[PROBLEM STATEMENT]:
Transcribe only the lines between the first line of the records and the line containing "pub fn from_extension(ext: &str)", inclusive, exactly as written.

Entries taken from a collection
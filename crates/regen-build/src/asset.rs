//! Asset naming conventions: derivable graphics kinds, ignored targets, audio includes
use crate::error::{BuildError, BuildResult};
use regex::Regex;
use std::fmt;

/// Extension of raw binary blobs that are expected to come from somewhere
pub const RAW_BINARY_EXTENSION: &str = "bin";

/// Extension of the audio sources the sample converter reads
pub const AUDIO_SOURCE_EXTENSION: &str = "aif";

/// Target names that never carry artifact semantics
const IGNORED_NAMES: [&str; 5] = ["tidy", "tools", "mostlyclean", "clean", ".PHONY"];

/// Link stage outputs, never produced by this tool
const IGNORED_EXTENSIONS: &str = "o|ld|elf|gba|sym";

/// A graphics artifact kind the graphics converter can derive from a source
#[derive(Debug, Clone, Copy, PartialEq, Eq, Hash)]
pub enum AssetKind {
    /// 1 bit per pixel tiles
    OneBpp,
    /// 4 bits per pixel tiles
    FourBpp,
    /// 8 bits per pixel tiles
    EightBpp,
    /// Hardware palette
    Gbapal,
    /// LZ77 compressed blob
    Lz,
    /// Run-length compressed blob
    Rl,
}

impl AssetKind {
    /// All kinds, in matching order
    pub const ALL: [AssetKind; 6] = [
        Self::OneBpp,
        Self::FourBpp,
        Self::EightBpp,
        Self::Gbapal,
        Self::Lz,
        Self::Rl,
    ];

    /// File extension of this kind
    pub fn extension(&self) -> &'static str {
        match self {
            Self::OneBpp => "1bpp",
            Self::FourBpp => "4bpp",
            Self::EightBpp => "8bpp",
            Self::Gbapal => "gbapal",
            Self::Lz => "lz",
            Self::Rl => "rl",
        }
    }

    /// Parse an extension
    pub fn from_extension(ext: &str) -> Option<Self> {
        Self::ALL.into_iter().find(|kind| kind.extension() == ext)
    }

    /// Split a logical name into its base and derivable kind
    pub fn of(name: &str) -> Option<(&str, AssetKind)> {
        let (base, ext) = name.rsplit_once('.')?;
        Self::from_extension(ext).map(|kind| (base, kind))
    }

    /// Source extensions in priority order; the empty string means the bare
    /// base name (compression wraps another artifact)
    pub fn source_extensions(&self) -> &'static [&'static str] {
        match self {
            Self::OneBpp | Self::FourBpp | Self::EightBpp => &["png"],
            Self::Gbapal => &["pal", "png"],
            Self::Lz | Self::Rl => &[""],
        }
    }

    /// Candidate source names for `base`, in priority order
    pub fn source_candidates(&self, base: &str) -> Vec<String> {
        self.source_extensions()
            .iter()
            .map(|ext| {
                if ext.is_empty() {
                    base.to_string()
                } else {
                    format!("{}.{}", base, ext)
                }
            })
            .collect()
    }
}

impl fmt::Display for AssetKind {
    fn fmt(&self, f: &mut fmt::Formatter<'_>) -> fmt::Result {
        f.write_str(self.extension())
    }
}

/// Whether a name can be produced by the graphics converter without a rule
pub fn is_derivable(name: &str) -> bool {
    AssetKind::of(name).is_some()
}

/// Whether a name is a raw binary blob
pub fn is_raw_binary(name: &str) -> bool {
    name.rsplit_once('.')
        .map(|(_, ext)| ext.eq_ignore_ascii_case(RAW_BINARY_EXTENSION))
        .unwrap_or(false)
}

/// Matcher for auxiliary targets that carry no artifact semantics
#[derive(Debug, Clone)]
pub struct IgnoreList {
    pattern: Regex,
}

impl IgnoreList {
    /// Build the matcher from the built-in names plus `extra` exact names
    pub fn new(extra: &[String]) -> BuildResult<Self> {
        let names = IGNORED_NAMES
            .iter()
            .map(|name| regex::escape(name))
            .chain(extra.iter().map(|name| regex::escape(name)))
            .collect::<Vec<_>>()
            .join("|");
        let pattern = Regex::new(&format!(r"^((.*)\.({})|{})$", IGNORED_EXTENSIONS, names))
            .map_err(|e| BuildError::InvalidConfig(format!("ignore list: {}", e)))?;
        Ok(Self { pattern })
    }

    pub fn matches(&self, name: &str) -> bool {
        self.pattern.is_match(name)
    }
}

/// A direct-include name pattern produced by the audio sample converter
#[derive(Debug, Clone)]
struct AudioRule {
    pattern: Regex,
    compress: bool,
}

/// Ordered audio include rules; the first match wins
#[derive(Debug, Clone)]
pub struct AudioRules {
    rules: Vec<AudioRule>,
}

impl AudioRules {
    /// Cry samples are stored compressed, every other sound blob raw
    pub fn standard() -> BuildResult<Self> {
        let rule = |pattern: &str, compress| -> BuildResult<AudioRule> {
            Ok(AudioRule {
                pattern: Regex::new(pattern)
                    .map_err(|e| BuildError::InvalidConfig(format!("audio rule: {}", e)))?,
                compress,
            })
        };
        Ok(Self {
            rules: vec![
                rule(r"^sound/direct_sound_samples/cries/cry_(.*)\.bin$", true)?,
                rule(r"^sound/(.*)\.bin$", false)?,
            ],
        })
    }

    /// Returns the compression flag of the first rule matching `name`
    pub fn find(&self, name: &str) -> Option<bool> {
        self.rules
            .iter()
            .find(|rule| rule.pattern.is_match(name))
            .map(|rule| rule.compress)
    }
}

/// Name of the audio source sitting next to `name`
pub fn audio_source_name(name: &str) -> String {
    let base = name.rsplit_once('.').map(|(base, _)| base).unwrap_or(name);
    format!("{}.{}", base, AUDIO_SOURCE_EXTENSION)
}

[RESPONSE TO THIS TASK]:
filename crates/regen-build/src/asset.rs
//! Asset naming conventions: derivable graphics kinds, ignored targets, audio includes
use crate::error::{BuildError, BuildResult};
use regex::Regex;
use std::fmt;

/// Extension of raw binary blobs that are expected to come from somewhere
pub const RAW_BINARY_EXTENSION: &str = "bin";

/// Extension of the audio sources the sample converter reads
pub const AUDIO_SOURCE_EXTENSION: &str = "aif";

/// Target names that never carry artifact semantics
const IGNORED_NAMES: [&str; 5] = ["tidy", "tools", "mostlyclean", "clean", ".PHONY"];

/// Link stage outputs, never produced by this tool
const IGNORED_EXTENSIONS: &str = "o|ld|elf|gba|sym";

/// A graphics artifact kind the graphics converter can derive from a source
#[derive(Debug, Clone, Copy, PartialEq, Eq, Hash)]
pub enum AssetKind {
    /// 1 bit per pixel tiles
    OneBpp,
    /// 4 bits per pixel tiles
    FourBpp,
    /// 8 bits per pixel tiles
    EightBpp,
    /// Hardware palette
    Gbapal,
    /// LZ77 compressed blob
    Lz,
    /// Run-length compressed blob
    Rl,
}

impl AssetKind {
    /// All kinds, in matching order
    pub const ALL: [AssetKind; 6] = [
        Self::OneBpp,
        Self::FourBpp,
        Self::EightBpp,
        Self::Gbapal,
        Self::Lz,
        Self::Rl,
    ];

    /// File extension of this kind
    pub fn extension(&self) -> &'static str {
        match self {
            Self::OneBpp => "1bpp",
            Self::FourBpp => "4bpp",
            Self::EightBpp => "8bpp",
            Self::Gbapal => "gbapal",
            Self::Lz => "lz",
            Self::Rl => "rl",
        }
    }

    /// Parse an extension
    pub fn from_extension(ext: &str) -> Option<Self> {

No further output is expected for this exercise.